Note that to confirm we are at a saddle point, in mathematics one could do the second-derivative test. Or, in chemistry (and in math) in order to do this, we construct the Hessian matrix and find its determinant. So, let our PES be given by a function $f(x,y)$. Then, the Hessian takes the form, $$ \begin{bmatrix} f_{xx} & f_{xy} \\ f_{xy} & f_{yy} \\ \end{bmatrix} $$ where $f_{xx}$ denotes the second partial derivative of $f$, both with respect to $x$ and likewise for the rest of the terms. Notice that $f_{xy}=f_{yx}$, so this matrix is symmetric and hence all its eigenvalues are real. Also note that sometimes people will write this in terms of the force constants instead of the second-derivatives because a harmonic force-constant is a second derivative.

So, if we take the determinant of this matrix, its sign tells us about whether the function is concave up or concave down at the point we are interested in.
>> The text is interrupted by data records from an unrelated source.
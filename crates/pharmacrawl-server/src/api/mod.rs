mod crawl;
mod data;

use std::sync::Arc;

use axum::{
    http::{header, HeaderName, Method, StatusCode},
    response::IntoResponse,
    routing::get,
    Extension, Json, Router,
};
use chrono::{DateTime, Utc};
use pharmacrawl_core::CatalogFile;
use pharmacrawl_export::ExportStore;
use pharmacrawl_scraper::{Crawler, StatusHandle};
use serde::Serialize;
use tokio_util::sync::CancellationToken;
use tower::ServiceBuilder;
use tower_http::cors::CorsLayer;

use crate::middleware::{request_id, RequestId};

#[derive(Clone)]
pub struct AppState {
    pub status: StatusHandle,
    pub crawler: Crawler,
    pub catalog: Arc<CatalogFile>,
    pub export: ExportStore,
    /// Cancelled on process shutdown; each run observes a child token.
    pub shutdown: CancellationToken,
}

#[derive(Debug, Serialize)]
pub struct ApiResponse<T: Serialize> {
    pub data: T,
    pub meta: ResponseMeta,
}

#[derive(Debug, Serialize)]
pub struct ResponseMeta {
    pub request_id: String,
    pub timestamp: DateTime<Utc>,
}

#[derive(Debug, Serialize)]
pub struct ApiError {
    pub error: ErrorBody,
    pub meta: ResponseMeta,
}

#[derive(Debug, Serialize)]
pub struct ErrorBody {
    pub code: String,
    pub message: String,
}

#[derive(Debug, Serialize, PartialEq, Eq)]
struct HealthData {
    status: &'static str,
    crawl_running: bool,
}

impl ResponseMeta {
    pub(super) fn new(request_id: String) -> Self {
        Self {
            request_id,
            timestamp: Utc::now(),
        }
    }
}

impl ApiError {
    pub fn new(
        request_id: impl Into<String>,
        code: impl Into<String>,
        message: impl Into<String>,
    ) -> Self {
        Self {
            error: ErrorBody {
                code: code.into(),
                message: message.into(),
            },
            meta: ResponseMeta::new(request_id.into()),
        }
    }
}

impl IntoResponse for ApiError {
    fn into_response(self) -> axum::response::Response {
        let status = match self.error.code.as_str() {
            "not_found" => StatusCode::NOT_FOUND,
            "bad_request" => StatusCode::BAD_REQUEST,
            "conflict" => StatusCode::CONFLICT,
            _ => StatusCode::INTERNAL_SERVER_ERROR,
        };
        (status, Json(self)).into_response()
    }
}

pub(super) fn map_export_error(
    request_id: String,
    error: &pharmacrawl_export::ExportError,
) -> ApiError {
    tracing::error!(error = %error, "reading crawl artifacts failed");
    ApiError::new(request_id, "internal_error", "reading crawl artifacts failed")
}

fn build_cors() -> CorsLayer {
    CorsLayer::new()
        .allow_origin(tower_http::cors::Any)
        .allow_methods([Method::GET, Method::POST])
        .allow_headers([
            header::CONTENT_TYPE,
            HeaderName::from_static("x-request-id"),
        ])
}

pub fn build_app(state: AppState) -> Router {
    Router::new()
        .route("/api/v1/health", get(health))
        .route(
            "/api/v1/crawl",
            get(crawl::start_crawl).post(crawl::start_crawl),
        )
        .route("/api/v1/crawl/status", get(crawl::crawl_status))
        .route("/api/v1/crawl/data", get(data::crawl_data))
        .route("/api/v1/crawl/download/json", get(data::download_json))
        .route("/api/v1/crawl/download/excel", get(data::download_workbook))
        .route("/api/v1/crawl/download/csv", get(data::download_sheet))
        .layer(
            ServiceBuilder::new()
                .layer(build_cors())
                .layer(axum::middleware::from_fn(request_id)),
        )
        .with_state(state)
}

async fn health(
    axum::extract::State(state): axum::extract::State<AppState>,
    Extension(req_id): Extension<RequestId>,
) -> impl IntoResponse {
    Json(ApiResponse {
        data: HealthData {
            status: "ok",
            crawl_running: state.status.is_running(),
        },
        meta: ResponseMeta::new(req_id.0),
    })
}
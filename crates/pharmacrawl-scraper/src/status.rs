//! Process-wide crawl progress with a single writer per run.
//!
//! [`StatusHandle`] is shared freely; readers take cloned snapshots. The
//! only way to write is through the [`RunGuard`] returned by
//! [`StatusHandle::try_begin`], and at most one guard exists at a time.

use std::sync::{Arc, PoisonError, RwLock, RwLockWriteGuard};

use chrono::{DateTime, Utc};
use serde::Serialize;
use thiserror::Error;

use crate::result::{CrawlResult, CrawlStatistics};

#[derive(Debug, Clone, Default, PartialEq, Eq, Serialize)]
#[serde(rename_all = "camelCase")]
pub struct CrawlStatus {
    pub is_running: bool,
    /// Percent of units completed, 0 to 100.
    pub progress: u8,
    pub total_units: usize,
    pub completed_units: usize,
    pub current_target: String,
    /// `Page i/n` while inside a category listing.
    pub current_category_progress: String,
    pub products_found: usize,
    pub failed_targets: usize,
    pub message: String,
    pub start_time: Option<DateTime<Utc>>,
    pub end_time: Option<DateTime<Utc>>,
    pub statistics: Option<CrawlStatistics>,
}

#[derive(Debug, Error)]
#[error("a crawl is already running")]
pub struct AlreadyRunning;

#[derive(Debug, Clone, Default)]
pub struct StatusHandle {
    inner: Arc<RwLock<CrawlStatus>>,
}

impl StatusHandle {
    #[must_use]
    pub fn new() -> Self {
        Self::default()
    }

    #[must_use]
    pub fn snapshot(&self) -> CrawlStatus {
        self.inner
            .read()
            .unwrap_or_else(PoisonError::into_inner)
            .clone()
    }

    #[must_use]
    pub fn is_running(&self) -> bool {
        self.inner
            .read()
            .unwrap_or_else(PoisonError::into_inner)
            .is_running
    }

    /// Atomically claims the writer role and resets the status for a new run.
    ///
    /// # Errors
    ///
    /// Returns [`AlreadyRunning`] without touching the status if a run holds
    /// the writer role.
    pub fn try_begin(&self, message: impl Into<String>) -> Result<RunGuard, AlreadyRunning> {
        let mut status = self.inner.write().unwrap_or_else(PoisonError::into_inner);
        if status.is_running {
            return Err(AlreadyRunning);
        }
        *status = CrawlStatus {
            is_running: true,
            message: message.into(),
            start_time: Some(Utc::now()),
            ..CrawlStatus::default()
        };
        Ok(RunGuard {
            inner: Arc::clone(&self.inner),
            finished: false,
        })
    }
}

/// Exclusive writer for the status of one run.
///
/// Dropping a guard that was never finished marks the run failed and frees
/// the slot for the next run.
#[derive(Debug)]
pub struct RunGuard {
    inner: Arc<RwLock<CrawlStatus>>,
    finished: bool,
}

impl RunGuard {
    fn write(&self) -> RwLockWriteGuard<'_, CrawlStatus> {
        self.inner.write().unwrap_or_else(PoisonError::into_inner)
    }

    pub fn set_message(&mut self, message: impl Into<String>) {
        self.write().message = message.into();
    }

    pub fn set_total_units(&mut self, total: usize) {
        let mut status = self.write();
        status.total_units = total;
        status.progress = percent(status.completed_units, total);
    }

    pub fn begin_target(&mut self, describe: &str, category_progress: impl Into<String>) {
        let mut status = self.write();
        status.current_target = describe.to_string();
        status.current_category_progress = category_progress.into();
    }

    pub fn complete_unit(&mut self) {
        let mut status = self.write();
        status.completed_units = (status.completed_units + 1).min(status.total_units);
        status.progress = percent(status.completed_units, status.total_units);
    }

    pub fn record_counts(&mut self, products_found: usize, failed_targets: usize) {
        let mut status = self.write();
        status.products_found = products_found;
        status.failed_targets = failed_targets;
    }

    /// Publishes the result's statistics and summary and ends the run.
    pub fn finish(self, result: &CrawlResult) {
        let statistics = result.statistics();
        let message = result.summary_message();
        self.close(|status| {
            status.products_found = result.records.len();
            status.failed_targets = result.failures.len();
            if !result.cancelled {
                status.progress = 100;
                status.completed_units = status.total_units;
            }
            status.statistics = Some(statistics);
            status.message = message;
        });
    }

    /// Ends the run with an error message.
    pub fn fail(self, reason: &str) {
        let message = format!("Error: {reason}");
        self.close(|status| status.message = message);
    }

    fn close(mut self, apply: impl FnOnce(&mut CrawlStatus)) {
        {
            let mut status = self.write();
            apply(&mut status);
            status.is_running = false;
            status.current_target.clear();
            status.current_category_progress.clear();
            status.end_time = Some(Utc::now());
        }
        self.finished = true;
    }
}

impl Drop for RunGuard {
    fn drop(&mut self) {
        if self.finished {
            return;
        }
        let mut status = self.write();
        status.is_running = false;
        status.end_time = Some(Utc::now());
        status.message = "Error: crawl aborted unexpectedly".to_string();
        tracing::warn!("crawl run guard dropped before the run finished");
    }
}

fn percent(done: usize, total: usize) -> u8 {
    if total == 0 {
        return 0;
    }
    u8::try_from((done.min(total) * 100) / total).unwrap_or(100)
}
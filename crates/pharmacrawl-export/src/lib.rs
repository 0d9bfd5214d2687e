//! Persisted artifacts of the latest crawl run.
//!
//! Layout under the data directory:
//!
//! | File | Content |
//! |------|---------|
//! | `products.json` | every record, pretty JSON |
//! | `products.xlsx` | workbook with one worksheet per populated view |
//! | `products.csv` | every record |
//! | `products_medications.csv` | medication categories only |
//! | `products_care.csv` | care-product categories only |
//! | `products_legacy.csv` | legacy-site lookups only |
//! | `targets.json` | the resolved work list of the run |
//!
//! Filtered sheets exist only when they have rows. Every file is written to
//! a `.tmp` sibling and renamed into place, so readers never see a partial
//! artifact.

mod sheet;
mod store;
mod workbook;

pub use sheet::Sheet;
pub use store::{ExportStore, ExportSummary};

use std::path::PathBuf;

#[derive(Debug, thiserror::Error)]
pub enum ExportError {
    #[error("I/O error on {}: {source}", path.display())]
    Io {
        path: PathBuf,
        #[source]
        source: std::io::Error,
    },

    #[error("JSON error: {0}")]
    Json(#[from] serde_json::Error),

    #[error("CSV error: {0}")]
    Csv(#[from] csv::Error),

    #[error("workbook error: {0}")]
    Xlsx(#[from] rust_xlsxwriter::XlsxError),

    #[error("unknown sheet '{0}' (expected all, medications, care or legacy)")]
    UnknownSheet(String),
}
//! Pacing and bounded retry for browser fetches.
//!
//! Every wait here races the run's cancellation token, so a cancelled crawl
//! never sits out a full delay or backoff.

use std::future::Future;
use std::time::Duration;

use tokio_util::sync::CancellationToken;

use crate::error::{FetchError, FetchErrorKind};

/// Sleeps for `duration` unless `cancel` fires first.
///
/// Returns `false` when the wait was cut short by cancellation.
pub async fn sleep_or_cancel(duration: Duration, cancel: &CancellationToken) -> bool {
    if duration.is_zero() {
        return !cancel.is_cancelled();
    }
    tokio::select! {
        () = cancel.cancelled() => false,
        () = tokio::time::sleep(duration) => true,
    }
}

/// Returns `true` for failures that may clear on a second attempt.
///
/// Only navigation timeouts and connection-level errors qualify; a block
/// page, an empty extraction or a protocol error would just repeat.
pub(crate) fn is_retriable(err: &FetchError) -> bool {
    matches!(
        err.kind,
        FetchErrorKind::NavigationTimeout | FetchErrorKind::Network
    )
}

/// Runs `operation` with up to `max_retries` additional attempts on
/// transient errors.
///
/// Back-off doubles from `backoff_base` with ±25 % jitter and is capped at
/// 60 s. `max_retries = 0` means a single attempt.
pub(crate) async fn retry_with_backoff<T, F, Fut>(
    max_retries: u32,
    backoff_base: Duration,
    cancel: &CancellationToken,
    mut operation: F,
) -> Result<T, FetchError>
where
    F: FnMut() -> Fut,
    Fut: Future<Output = Result<T, FetchError>>,
{
    const MAX_DELAY_MS: u64 = 60_000;
    let base_ms = u64::try_from(backoff_base.as_millis()).unwrap_or(u64::MAX);
    let mut attempt = 0u32;
    loop {
        match operation().await {
            Ok(value) => return Ok(value),
            Err(err) => {
                if !is_retriable(&err) || attempt >= max_retries {
                    return Err(err);
                }
                attempt += 1;
                let computed = base_ms.saturating_mul(1u64 << (attempt - 1).min(10));
                let capped = computed.min(MAX_DELAY_MS);
                #[allow(
                    clippy::cast_possible_truncation,
                    clippy::cast_sign_loss,
                    clippy::cast_precision_loss
                )]
                let delay_ms = (capped as f64 * (rand::random::<f64>() * 0.5 + 0.75)) as u64;
                tracing::warn!(
                    attempt,
                    max_retries,
                    delay_ms,
                    error = %err,
                    "transient fetch error, retrying after back-off"
                );
                if !sleep_or_cancel(Duration::from_millis(delay_ms), cancel).await {
                    return Err(FetchError::cancelled(err.target));
                }
            }
        }
    }
}

#[cfg(test)]
mod tests {
    use std::sync::atomic::{AtomicU32, Ordering};
    use std::sync::Arc;

    use super::*;

    fn err(kind: FetchErrorKind) -> FetchError {
        FetchError::new(kind, "current lookup 840", "boom")
    }

    #[test]
    fn only_timeouts_and_network_errors_are_retriable() {
        assert!(is_retriable(&err(FetchErrorKind::NavigationTimeout)));
        assert!(is_retriable(&err(FetchErrorKind::Network)));
        assert!(!is_retriable(&err(FetchErrorKind::BlockedByOrigin)));
        assert!(!is_retriable(&err(FetchErrorKind::Browser)));
        assert!(!is_retriable(&err(FetchErrorKind::ExtractionEmpty)));
        assert!(!is_retriable(&err(FetchErrorKind::Cancelled)));
    }

    #[tokio::test]
    async fn zero_retries_means_single_attempt() {
        let calls = Arc::new(AtomicU32::new(0));
        let c = Arc::clone(&calls);
        let cancel = CancellationToken::new();
        let result = retry_with_backoff(0, Duration::ZERO, &cancel, || {
            let c = Arc::clone(&c);
            async move {
                c.fetch_add(1, Ordering::SeqCst);
                Err::<u32, FetchError>(err(FetchErrorKind::NavigationTimeout))
            }
        })
        .await;
        assert_eq!(calls.load(Ordering::SeqCst), 1);
        assert_eq!(result.unwrap_err().kind, FetchErrorKind::NavigationTimeout);
    }

    #[tokio::test]
    async fn retries_transient_error_then_succeeds() {
        let calls = Arc::new(AtomicU32::new(0));
        let c = Arc::clone(&calls);
        let cancel = CancellationToken::new();
        let result = retry_with_backoff(3, Duration::ZERO, &cancel, || {
            let c = Arc::clone(&c);
            async move {
                let n = c.fetch_add(1, Ordering::SeqCst);
                if n < 2 {
                    Err(err(FetchErrorKind::Network))
                } else {
                    Ok::<u32, FetchError>(7)
                }
            }
        })
        .await;
        assert_eq!(result.unwrap(), 7);
        assert_eq!(calls.load(Ordering::SeqCst), 3);
    }

    #[tokio::test]
    async fn does_not_retry_block_page() {
        let calls = Arc::new(AtomicU32::new(0));
        let c = Arc::clone(&calls);
        let cancel = CancellationToken::new();
        let result = retry_with_backoff(3, Duration::ZERO, &cancel, || {
            let c = Arc::clone(&c);
            async move {
                c.fetch_add(1, Ordering::SeqCst);
                Err::<u32, FetchError>(err(FetchErrorKind::BlockedByOrigin))
            }
        })
        .await;
        assert_eq!(calls.load(Ordering::SeqCst), 1);
        assert_eq!(result.unwrap_err().kind, FetchErrorKind::BlockedByOrigin);
    }

    #[tokio::test]
    async fn cancellation_interrupts_backoff() {
        let cancel = CancellationToken::new();
        cancel.cancel();
        let result = retry_with_backoff(3, Duration::from_secs(30), &cancel, || async {
            Err::<u32, FetchError>(err(FetchErrorKind::Network))
        })
        .await;
        assert_eq!(result.unwrap_err().kind, FetchErrorKind::Cancelled);
    }

    #[tokio::test]
    async fn sleep_or_cancel_reports_cancellation() {
        let cancel = CancellationToken::new();
        assert!(sleep_or_cancel(Duration::from_millis(1), &cancel).await);
        cancel.cancel();
        assert!(!sleep_or_cancel(Duration::from_secs(30), &cancel).await);
        assert!(!sleep_or_cancel(Duration::ZERO, &cancel).await);
    }
}
use std::env::VarError;
use std::net::SocketAddr;
use std::path::PathBuf;

use crate::app_config::{AppConfig, Environment};
use crate::ConfigError;

/// Chrome 120 on Windows; matches what the storefront serves to ordinary visitors.
pub const DEFAULT_USER_AGENT: &str = "Mozilla/5.0 (Windows NT 10.0; Win64; x64) AppleWebKit/537.36 (KHTML, like Gecko) Chrome/120.0.0.0 Safari/537.36";

/// Load application configuration from environment variables.
///
/// Calls `dotenvy::dotenv().ok()` to load `.env` files before reading env vars.
///
/// # Errors
///
/// Returns `ConfigError` if a value cannot be parsed.
pub fn load_app_config() -> Result<AppConfig, ConfigError> {
    dotenvy::dotenv().ok();
    load_app_config_from_env()
}

/// Load application configuration from environment variables already in the process.
///
/// Unlike [`load_app_config`], this does NOT load `.env` files.
///
/// # Errors
///
/// Returns `ConfigError` if a value cannot be parsed.
pub fn load_app_config_from_env() -> Result<AppConfig, ConfigError> {
    build_app_config(|key| std::env::var(key))
}

/// Build application configuration using the provided env-var lookup function.
///
/// Decoupled from the real environment so tests can drive it with a `HashMap`.
fn build_app_config<F>(lookup: F) -> Result<AppConfig, ConfigError>
where
    F: Fn(&str) -> Result<String, VarError>,
{
    let or_default = |var: &str, default: &str| -> String {
        lookup(var).unwrap_or_else(|_| default.to_string())
    };

    let invalid = |var: &str, reason: String| ConfigError::InvalidEnvVar {
        var: var.to_string(),
        reason,
    };

    let parse_u32 = |var: &str, default: &str| -> Result<u32, ConfigError> {
        or_default(var, default)
            .parse::<u32>()
            .map_err(|e| invalid(var, e.to_string()))
    };

    let parse_u64 = |var: &str, default: &str| -> Result<u64, ConfigError> {
        or_default(var, default)
            .parse::<u64>()
            .map_err(|e| invalid(var, e.to_string()))
    };

    let parse_bool = |var: &str, default: &str| -> Result<bool, ConfigError> {
        match or_default(var, default).trim().to_ascii_lowercase().as_str() {
            "1" | "true" | "yes" | "on" => Ok(true),
            "0" | "false" | "no" | "off" => Ok(false),
            other => Err(invalid(var, format!("expected a boolean, got '{other}'"))),
        }
    };

    let env = parse_environment(&or_default("PHARMACRAWL_ENV", "development"))?;

    let bind_addr = or_default("PHARMACRAWL_BIND_ADDR", "0.0.0.0:3000")
        .parse::<SocketAddr>()
        .map_err(|e| invalid("PHARMACRAWL_BIND_ADDR", e.to_string()))?;
    let log_level = or_default("PHARMACRAWL_LOG_LEVEL", "info");

    let catalog_path = PathBuf::from(or_default(
        "PHARMACRAWL_CATALOG_PATH",
        "./config/catalog.yaml",
    ));
    let data_dir = PathBuf::from(or_default("PHARMACRAWL_DATA_DIR", "./data"));
    let scratch_dir = PathBuf::from(or_default("PHARMACRAWL_SCRATCH_DIR", "./temp"));
    let debug_dir = PathBuf::from(or_default("PHARMACRAWL_DEBUG_DIR", "./debug"));

    let chrome_path = lookup("PHARMACRAWL_CHROME_PATH")
        .ok()
        .filter(|s| !s.trim().is_empty())
        .map(PathBuf::from);
    let headless = parse_bool("PHARMACRAWL_HEADLESS", "true")?;
    let user_agent = or_default("PHARMACRAWL_USER_AGENT", DEFAULT_USER_AGENT);

    let navigation_timeout_ms = parse_u64("PHARMACRAWL_NAVIGATION_TIMEOUT_MS", "60000")?;
    let challenge_timeout_ms = parse_u64("PHARMACRAWL_CHALLENGE_TIMEOUT_MS", "30000")?;
    let challenge_settle_ms = parse_u64("PHARMACRAWL_CHALLENGE_SETTLE_MS", "3000")?;
    let legacy_post_load_delay_ms = parse_u64("PHARMACRAWL_LEGACY_POST_LOAD_DELAY_MS", "2000")?;
    let current_post_load_delay_ms =
        parse_u64("PHARMACRAWL_CURRENT_POST_LOAD_DELAY_MS", "3000")?;
    let inter_request_delay_ms = parse_u64("PHARMACRAWL_INTER_REQUEST_DELAY_MS", "3000")?;
    let max_retries = parse_u32("PHARMACRAWL_MAX_RETRIES", "0")?;
    let retry_backoff_base_ms = parse_u64("PHARMACRAWL_RETRY_BACKOFF_BASE_MS", "5000")?;

    let crawl_schedule = lookup("PHARMACRAWL_CRAWL_SCHEDULE")
        .ok()
        .map(|s| s.trim().to_string())
        .filter(|s| !s.is_empty());

    Ok(AppConfig {
        env,
        bind_addr,
        log_level,
        catalog_path,
        data_dir,
        scratch_dir,
        debug_dir,
        chrome_path,
        headless,
        user_agent,
        navigation_timeout_ms,
        challenge_timeout_ms,
        challenge_settle_ms,
        legacy_post_load_delay_ms,
        current_post_load_delay_ms,
        inter_request_delay_ms,
        max_retries,
        retry_backoff_base_ms,
        crawl_schedule,
    })
}

/// Parse a string into an `Environment` variant.
fn parse_environment(s: &str) -> Result<Environment, ConfigError> {
    match s {
        "development" => Ok(Environment::Development),
        "test" => Ok(Environment::Test),
        "production" => Ok(Environment::Production),
        other => Err(ConfigError::InvalidEnvVar {
            var: "PHARMACRAWL_ENV".to_string(),
            reason: format!("unknown environment '{other}'"),
        }),
    }
}

#[cfg(test)]
#[path = "config_test.rs"]
mod tests;
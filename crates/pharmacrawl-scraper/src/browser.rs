//! Browser capability seams.
//!
//! The crawl only ever talks to these traits. Production wires them to
//! Chromium through [`crate::chromium`]; tests substitute scripted fakes.

use std::path::PathBuf;
use std::time::Duration;

use async_trait::async_trait;
use thiserror::Error;

#[derive(Debug, Clone, Error)]
pub enum BrowserError {
    #[error("browser launch failed: {0}")]
    Launch(String),

    #[error("navigation timed out after {0:?}")]
    Timeout(Duration),

    #[error("network error: {0}")]
    Network(String),

    #[error("browser protocol error: {0}")]
    Protocol(String),
}

/// Options for starting one browser process.
#[derive(Debug, Clone)]
pub struct LaunchOptions {
    pub headless: bool,
    pub executable: Option<PathBuf>,
    pub window: (u32, u32),
}

impl Default for LaunchOptions {
    fn default() -> Self {
        Self {
            headless: true,
            executable: None,
            window: (1920, 1080),
        }
    }
}

/// Identity a session presents to the origin.
#[derive(Debug, Clone)]
pub struct Fingerprint {
    pub user_agent: String,
    pub viewport: (u32, u32),
    pub extra_headers: Vec<(String, String)>,
    /// Script installed to run before any page script in every document.
    pub init_script: String,
}

/// Patches the properties automation frameworks leak to page scripts.
pub const STEALTH_SCRIPT: &str = r"
Object.defineProperty(navigator, 'webdriver', { get: () => false });
Object.defineProperty(navigator, 'plugins', { get: () => [1, 2, 3, 4, 5] });
Object.defineProperty(navigator, 'languages', { get: () => ['en-US', 'en'] });
";

impl Fingerprint {
    /// Desktop fingerprint with the default header set and stealth script.
    #[must_use]
    pub fn desktop(user_agent: impl Into<String>) -> Self {
        Self {
            user_agent: user_agent.into(),
            viewport: (1920, 1080),
            extra_headers: vec![
                ("Accept-Language".to_string(), "en-US,en;q=0.9".to_string()),
                (
                    "Accept".to_string(),
                    "text/html,application/xhtml+xml,application/xml;q=0.9,image/webp,*/*;q=0.8"
                        .to_string(),
                ),
                ("Upgrade-Insecure-Requests".to_string(), "1".to_string()),
            ],
            init_script: STEALTH_SCRIPT.to_string(),
        }
    }
}

/// When a navigation counts as finished.
#[derive(Debug, Clone, Copy, PartialEq, Eq)]
pub enum WaitUntil {
    DomContentLoaded,
    NetworkIdle,
}

#[derive(Debug, Clone, Copy)]
pub struct NavigateOptions {
    pub wait_until: WaitUntil,
    pub timeout: Duration,
}

#[async_trait]
pub trait BrowserLauncher: Send + Sync {
    async fn launch(&self, options: &LaunchOptions) -> Result<Box<dyn Browser>, BrowserError>;
}

#[async_trait]
pub trait Browser: Send + Sync {
    /// Opens an isolated page session.
    async fn open_session(&self) -> Result<Box<dyn Session>, BrowserError>;

    async fn close(self: Box<Self>) -> Result<(), BrowserError>;
}

#[async_trait]
pub trait Session: Send + Sync {
    async fn set_fingerprint(&self, fingerprint: &Fingerprint) -> Result<(), BrowserError>;

    async fn navigate(&self, url: &str, options: NavigateOptions) -> Result<(), BrowserError>;

    /// Current document title; empty when the document has none.
    async fn title(&self) -> Result<String, BrowserError>;

    /// Serialized DOM of the current document.
    async fn content(&self) -> Result<String, BrowserError>;

    async fn close(self: Box<Self>) -> Result<(), BrowserError>;
}
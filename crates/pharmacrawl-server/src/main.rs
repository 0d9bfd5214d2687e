mod api;
mod middleware;
mod runner;
mod scheduler;

use std::sync::Arc;

use pharmacrawl_export::ExportStore;
use pharmacrawl_scraper::{
    launch_options_from_config, ChromiumLauncher, CrawlPolicy, Crawler, FetchPolicy, Fetcher,
    FsScratchStore, StatusHandle,
};
use tokio_util::sync::CancellationToken;
use tracing_subscriber::EnvFilter;

use crate::api::{build_app, AppState};

#[tokio::main]
async fn main() -> anyhow::Result<()> {
    dotenvy::dotenv().ok();
    let config = pharmacrawl_core::load_app_config()?;
    let env_filter = EnvFilter::try_from_default_env()
        .or_else(|_| EnvFilter::try_new(config.log_level.clone()))?;
    tracing_subscriber::fmt().with_env_filter(env_filter).init();

    let catalog = Arc::new(pharmacrawl_core::load_catalog(&config.catalog_path)?);
    tracing::info!(
        lookups = catalog.direct_lookups.len(),
        listings = catalog.listings.len(),
        discovery = catalog.discovery.as_ref().is_some_and(|d| d.enabled),
        "catalog loaded"
    );

    match pharmacrawl_scraper::wipe_scratch_dir(&config.scratch_dir).await {
        Ok(removed) => tracing::info!(
            dir = %config.scratch_dir.display(),
            removed,
            "scratch directory cleaned"
        ),
        Err(e) => tracing::warn!(
            dir = %config.scratch_dir.display(),
            error = %e,
            "could not clean scratch directory"
        ),
    }

    let fetcher = Fetcher::new(
        Arc::new(ChromiumLauncher),
        Arc::new(FsScratchStore::new(config.scratch_dir.clone())),
        launch_options_from_config(&config),
        FetchPolicy::from_config(&config),
        catalog.origins.clone(),
    );
    let shutdown = CancellationToken::new();
    let state = AppState {
        status: StatusHandle::new(),
        crawler: Crawler::new(fetcher, CrawlPolicy::from_config(&config)),
        catalog,
        export: ExportStore::new(config.data_dir.clone()),
        shutdown: shutdown.clone(),
    };

    let _scheduler =
        scheduler::build_scheduler(state.clone(), config.crawl_schedule.as_deref()).await?;

    let app = build_app(state);
    let listener = tokio::net::TcpListener::bind(config.bind_addr).await?;
    tracing::info!(addr = %config.bind_addr, "listening");
    axum::serve(listener, app)
        .with_graceful_shutdown(shutdown_signal(shutdown))
        .await?;
    Ok(())
}

/// Waits for Ctrl-C or SIGTERM, then cancels any running crawl.
async fn shutdown_signal(shutdown: CancellationToken) {
    let ctrl_c = async {
        tokio::signal::ctrl_c()
            .await
            .expect("failed to listen for ctrl-c");
    };

    #[cfg(unix)]
    let terminate = async {
        tokio::signal::unix::signal(tokio::signal::unix::SignalKind::terminate())
            .expect("failed to install signal handler")
            .recv()
            .await;
    };

    #[cfg(not(unix))]
    let terminate = std::future::pending::<()>();

    tokio::select! {
        () = ctrl_c => {},
        () = terminate => {},
    }

    tracing::info!("received shutdown signal, cancelling crawl and shutting down");
    shutdown.cancel();
}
This determinant is given by, $$ f_{xx}f_{yy}-(f_{xy})^2. $$ The sign of this actually tells us information about the eigenvalues of the matrix because the determinant of a matrix is equal to the product of its eigenvalues. Notice that in order to find the eigenvalues of this matrix we would solve the following equation: $$ (f_{xx}-\lambda)(f_{yy}-\lambda)-(f_{xy})^2=0 $$ Or, after rearranging, $$ \lambda^2-\lambda(f_{xx}+f_{yy})+f_{xx}f_{yy}-f_{xy}^2=0 $$

These eigenvalues can be related to the frequencies of the vibrations if we first mass-weighted each second-derivative. All I want to show here is that for this case there are only two eigenvalues, and these eigenvalues do not have to do with the number of directions to move towards a minimum. One of the vibrations you can imagine as being the mode which in two directions have an increase in energy. So, along this mode, the molecule stays at the transition state and hence there is a physical frequency associated with this motion. If the second derivative test is worth anything, then the overall sign of this determinant will be negative at a transition state and hence there will be one and only one negative eigenvalue. Note that this only works at critical points, so that's why at the transition state there must be only one negative imaginary frequency (or negative eigenvalue).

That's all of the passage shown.